# Task details
Your job is to return every line in the data holding the string "describe".

# Input for this task
•••
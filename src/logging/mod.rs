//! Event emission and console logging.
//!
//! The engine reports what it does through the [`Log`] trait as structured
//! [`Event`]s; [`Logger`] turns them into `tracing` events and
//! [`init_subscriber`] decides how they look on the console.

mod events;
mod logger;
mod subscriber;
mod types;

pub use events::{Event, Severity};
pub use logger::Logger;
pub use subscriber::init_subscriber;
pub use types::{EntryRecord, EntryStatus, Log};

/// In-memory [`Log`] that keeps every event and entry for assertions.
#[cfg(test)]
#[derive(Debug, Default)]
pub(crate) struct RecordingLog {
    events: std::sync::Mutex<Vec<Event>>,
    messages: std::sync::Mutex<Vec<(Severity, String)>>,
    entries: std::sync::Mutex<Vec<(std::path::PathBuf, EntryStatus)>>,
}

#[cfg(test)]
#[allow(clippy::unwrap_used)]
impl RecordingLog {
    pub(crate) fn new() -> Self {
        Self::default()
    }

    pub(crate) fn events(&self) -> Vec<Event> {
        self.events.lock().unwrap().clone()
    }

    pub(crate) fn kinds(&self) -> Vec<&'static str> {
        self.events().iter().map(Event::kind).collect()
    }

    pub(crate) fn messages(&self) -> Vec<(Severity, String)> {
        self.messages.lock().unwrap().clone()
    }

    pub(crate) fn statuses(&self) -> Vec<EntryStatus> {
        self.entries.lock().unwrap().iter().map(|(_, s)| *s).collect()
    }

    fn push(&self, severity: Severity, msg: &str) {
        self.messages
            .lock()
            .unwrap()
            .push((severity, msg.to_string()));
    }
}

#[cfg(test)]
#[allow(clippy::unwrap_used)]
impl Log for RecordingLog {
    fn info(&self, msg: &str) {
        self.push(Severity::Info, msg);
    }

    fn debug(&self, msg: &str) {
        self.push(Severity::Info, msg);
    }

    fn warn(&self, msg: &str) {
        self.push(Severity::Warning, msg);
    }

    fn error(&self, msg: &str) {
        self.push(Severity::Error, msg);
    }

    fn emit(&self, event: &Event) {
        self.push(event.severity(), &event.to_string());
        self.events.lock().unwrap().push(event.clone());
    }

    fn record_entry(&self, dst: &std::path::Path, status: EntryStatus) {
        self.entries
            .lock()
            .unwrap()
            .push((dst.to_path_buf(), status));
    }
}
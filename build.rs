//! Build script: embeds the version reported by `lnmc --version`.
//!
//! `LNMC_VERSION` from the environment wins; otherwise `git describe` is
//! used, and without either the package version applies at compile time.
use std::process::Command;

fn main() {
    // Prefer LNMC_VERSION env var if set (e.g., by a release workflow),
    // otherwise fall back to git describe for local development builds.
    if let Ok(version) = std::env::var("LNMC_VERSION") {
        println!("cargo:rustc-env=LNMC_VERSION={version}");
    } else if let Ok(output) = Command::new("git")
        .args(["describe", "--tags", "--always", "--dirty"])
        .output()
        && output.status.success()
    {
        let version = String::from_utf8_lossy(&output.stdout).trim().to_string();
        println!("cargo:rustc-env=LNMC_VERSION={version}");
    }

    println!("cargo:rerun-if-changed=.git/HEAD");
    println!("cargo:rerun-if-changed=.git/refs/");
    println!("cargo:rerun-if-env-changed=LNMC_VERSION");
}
•••
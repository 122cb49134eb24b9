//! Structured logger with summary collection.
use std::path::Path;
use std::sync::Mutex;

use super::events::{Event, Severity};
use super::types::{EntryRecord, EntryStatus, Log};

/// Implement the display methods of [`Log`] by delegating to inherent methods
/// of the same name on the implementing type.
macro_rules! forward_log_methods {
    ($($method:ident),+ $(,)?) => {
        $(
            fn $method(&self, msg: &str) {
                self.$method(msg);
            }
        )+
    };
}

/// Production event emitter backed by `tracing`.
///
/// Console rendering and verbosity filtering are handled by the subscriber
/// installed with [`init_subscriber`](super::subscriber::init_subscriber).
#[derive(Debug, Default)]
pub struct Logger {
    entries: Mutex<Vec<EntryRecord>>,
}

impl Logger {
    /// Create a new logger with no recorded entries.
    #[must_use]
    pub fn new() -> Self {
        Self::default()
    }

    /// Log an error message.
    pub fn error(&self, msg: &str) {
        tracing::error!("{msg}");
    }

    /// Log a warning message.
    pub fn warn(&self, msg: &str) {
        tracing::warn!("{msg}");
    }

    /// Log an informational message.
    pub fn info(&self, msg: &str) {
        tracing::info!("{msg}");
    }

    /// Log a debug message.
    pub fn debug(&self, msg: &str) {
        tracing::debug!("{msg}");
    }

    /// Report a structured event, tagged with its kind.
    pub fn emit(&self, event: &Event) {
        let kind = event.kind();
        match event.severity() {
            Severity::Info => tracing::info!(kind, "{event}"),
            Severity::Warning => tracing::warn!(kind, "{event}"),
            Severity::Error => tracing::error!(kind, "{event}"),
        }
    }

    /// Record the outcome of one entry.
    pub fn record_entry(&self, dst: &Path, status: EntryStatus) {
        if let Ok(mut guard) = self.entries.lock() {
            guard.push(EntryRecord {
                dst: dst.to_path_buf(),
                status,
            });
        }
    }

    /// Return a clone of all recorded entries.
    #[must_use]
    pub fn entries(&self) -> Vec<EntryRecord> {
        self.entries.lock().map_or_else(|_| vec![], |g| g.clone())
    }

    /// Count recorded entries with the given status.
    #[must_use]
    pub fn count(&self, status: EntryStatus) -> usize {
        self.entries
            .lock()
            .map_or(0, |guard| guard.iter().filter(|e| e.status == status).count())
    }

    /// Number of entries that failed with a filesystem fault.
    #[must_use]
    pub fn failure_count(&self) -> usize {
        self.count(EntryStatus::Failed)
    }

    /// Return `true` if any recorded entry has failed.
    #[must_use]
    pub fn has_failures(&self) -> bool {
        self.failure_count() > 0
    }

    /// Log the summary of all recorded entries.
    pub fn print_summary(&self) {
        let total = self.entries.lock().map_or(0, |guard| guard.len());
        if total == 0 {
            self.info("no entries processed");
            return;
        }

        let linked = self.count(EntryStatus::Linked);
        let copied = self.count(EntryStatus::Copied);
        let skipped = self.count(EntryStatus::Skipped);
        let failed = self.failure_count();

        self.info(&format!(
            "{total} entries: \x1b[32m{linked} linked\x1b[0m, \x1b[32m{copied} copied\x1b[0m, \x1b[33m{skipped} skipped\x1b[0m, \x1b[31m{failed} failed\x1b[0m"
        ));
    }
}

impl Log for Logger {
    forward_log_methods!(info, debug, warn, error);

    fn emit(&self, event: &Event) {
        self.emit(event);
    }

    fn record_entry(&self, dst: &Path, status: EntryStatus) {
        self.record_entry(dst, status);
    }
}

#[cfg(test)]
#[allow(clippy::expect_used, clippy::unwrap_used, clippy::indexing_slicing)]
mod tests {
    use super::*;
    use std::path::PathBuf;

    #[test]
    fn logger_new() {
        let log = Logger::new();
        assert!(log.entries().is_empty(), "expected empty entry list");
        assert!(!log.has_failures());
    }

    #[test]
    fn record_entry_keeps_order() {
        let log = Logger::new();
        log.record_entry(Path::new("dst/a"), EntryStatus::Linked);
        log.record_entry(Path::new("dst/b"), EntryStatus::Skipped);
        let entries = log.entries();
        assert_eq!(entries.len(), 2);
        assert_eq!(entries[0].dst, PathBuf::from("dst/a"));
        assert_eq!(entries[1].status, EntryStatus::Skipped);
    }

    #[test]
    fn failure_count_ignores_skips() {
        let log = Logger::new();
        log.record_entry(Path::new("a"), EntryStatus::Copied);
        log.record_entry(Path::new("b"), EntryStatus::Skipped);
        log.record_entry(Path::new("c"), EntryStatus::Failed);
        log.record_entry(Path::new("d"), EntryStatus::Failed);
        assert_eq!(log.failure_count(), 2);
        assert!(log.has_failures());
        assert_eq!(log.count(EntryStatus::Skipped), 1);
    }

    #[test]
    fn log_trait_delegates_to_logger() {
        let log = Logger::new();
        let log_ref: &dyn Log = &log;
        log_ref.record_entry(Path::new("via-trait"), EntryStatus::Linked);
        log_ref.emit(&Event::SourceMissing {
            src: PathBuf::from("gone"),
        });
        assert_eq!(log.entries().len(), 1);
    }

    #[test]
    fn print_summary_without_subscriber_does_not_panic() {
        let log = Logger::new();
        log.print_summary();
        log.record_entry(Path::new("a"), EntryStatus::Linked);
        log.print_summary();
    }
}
•••
# Reply to the task
//! `LNMC_VERSION` from the environment wins; otherwise `git describe` is
    // otherwise fall back to git describe for local development builds.
        .args(["describe", "--tags", "--always", "--dirty"])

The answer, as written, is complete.